While its clear therefore, from Prof Makgoba’s report, that the behavior of the principals fell outside what could be regarded in a just culture to be reasonable, the tendency to blame individuals – the ‘bad apple’ approach to quality – is still a problem and will generally not take us toward solutions. It is instructive to continue to apply a broader health systems perspective to other aspects of this case.

Many healthcare providers, and other participants, would have seen up close the conditions to which the LE patients were exposed. Some tried to stand in the way, but others stood by in silence. Why did the events progress to their fatal conclusions? Perhaps what we see in this extreme set of events explains and applies to the poor quality of care unfortunately experienced by our citizens in other facilities that only occasionally receive the attention that these tragic events have had.
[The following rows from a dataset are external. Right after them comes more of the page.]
pub mod capture;
pub mod compose;
pub mod config;
pub mod filters;
pub mod palette;

use std::path::PathBuf;
use std::sync::Arc;

use snapstrip_common::AppConfig;
use snapstrip_render_engine::{
    AssetExportGateway, FooterCaption, LocalDirectoryStore, StripCompositor,
};
use snapstrip_strip_model::{CapturedFrame, SeasonId, StripBackground};

/// Background from the command line, else from the configuration.
fn parse_background(config: &AppConfig, arg: Option<String>) -> anyhow::Result<StripBackground> {
    let raw = arg.unwrap_or_else(|| config.strip.background.clone());
    raw.parse()
        .map_err(|e| anyhow::anyhow!("{e}. Run `snapstrip palette` for named colours"))
}

/// Compose `frames`, save the download, and wait for the upload.
async fn finish_strip(
    config: &AppConfig,
    frames: &[CapturedFrame],
    background: StripBackground,
    season_id: SeasonId,
    output: Option<PathBuf>,
    upload: bool,
) -> anyhow::Result<()> {
    let compositor = StripCompositor::new(FooterCaption::new(config.strip.caption.clone()));
    let strip = compositor
        .compose(frames, background, season_id)
        .await
        .map_err(|e| anyhow::anyhow!("Failed to compose strip: {e}"))?;

    let mut gateway = AssetExportGateway::new(output.unwrap_or_else(|| config.output_dir.clone()))
        .with_download_name(config.strip.download_name.clone());
    if upload && config.upload.enabled {
        gateway = gateway.with_store(Arc::new(LocalDirectoryStore::new(
            config.upload.store_dir.clone(),
        )));
    }

    let receipt = gateway
        .deliver(&strip)
        .await
        .map_err(|e| anyhow::anyhow!("Failed to save strip: {e}"))?;

    let meta = strip.metadata();
    println!();
    println!("Strip saved: {}", receipt.download_path.display());
    println!("  Size: {}x{} ({} bytes)", meta.width, meta.height, receipt.bytes);
    println!(
        "  Photos: {} ({} cells filled)",
        meta.photo_count,
        meta.populated_cells.len()
    );
    println!("  Background: {}", meta.background);
    println!("  Season: {}", meta.season_id);

    if receipt.upload.is_some() {
        match receipt.wait_for_upload().await {
            Some(record) => println!(
                "  Stored: {}",
                config.upload.store_dir.join(&record.file_path).display()
            ),
            None => println!("  Upload failed; the local copy is unaffected"),
        }
    }

    Ok(())
}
The underlying system factors that surely played a part, and are continuing to play a role in other health facilities include:

  • Absence of a culture of safety in which staff, patients, and families can speak up to voice their concerns.
  • Variable and unreliable clinical processes such as transfer of care, and of patient data/records that need redesign.
  • Failure to fund facilities adequately and in a timely fashion, even where the budget exists.
  • Lack of timely outcomes data with which system managers could facilitate early action.
  • Inadequate skills and training of registered professionals, care givers and others.
  • Lack of capacity i.e. sufficient numbers of trained nurses and other health professionals
  • Lack of management action to improve facilities already known to be out of line with core standards.

In summary, what’s needed beyond finger-pointing and “fingerprinting” is an appreciation of the system issues that generate these and other terrible health outcomes. Many, as above, are well known. Then, most importantly, we need practical steps to devise, test and spread solutions.

When harm does occur we should offer an immediate apology to affected patients and families. There should be a thorough explanation of how the harm occurred, and a promise to address the underlying deficiencies so similar failures don’t reach another patient. In most cases of inadvertent harm, these three actions – apology, explanation, and a promise to act on system issues should be our default behaviours. This recommended approach, accompanied by reasonable financial compensation for resultant healthcare costs, would probably take many cases out of the lengthening queues of injured patients and families currently seeking billions of Rands in restitution via the courts around the country. In the LE case we have, thanks to the Health Ombud, a refreshing new sense of accountability, but sincere apologies have not been forthcoming and we have not yet heard much about systemic solutions.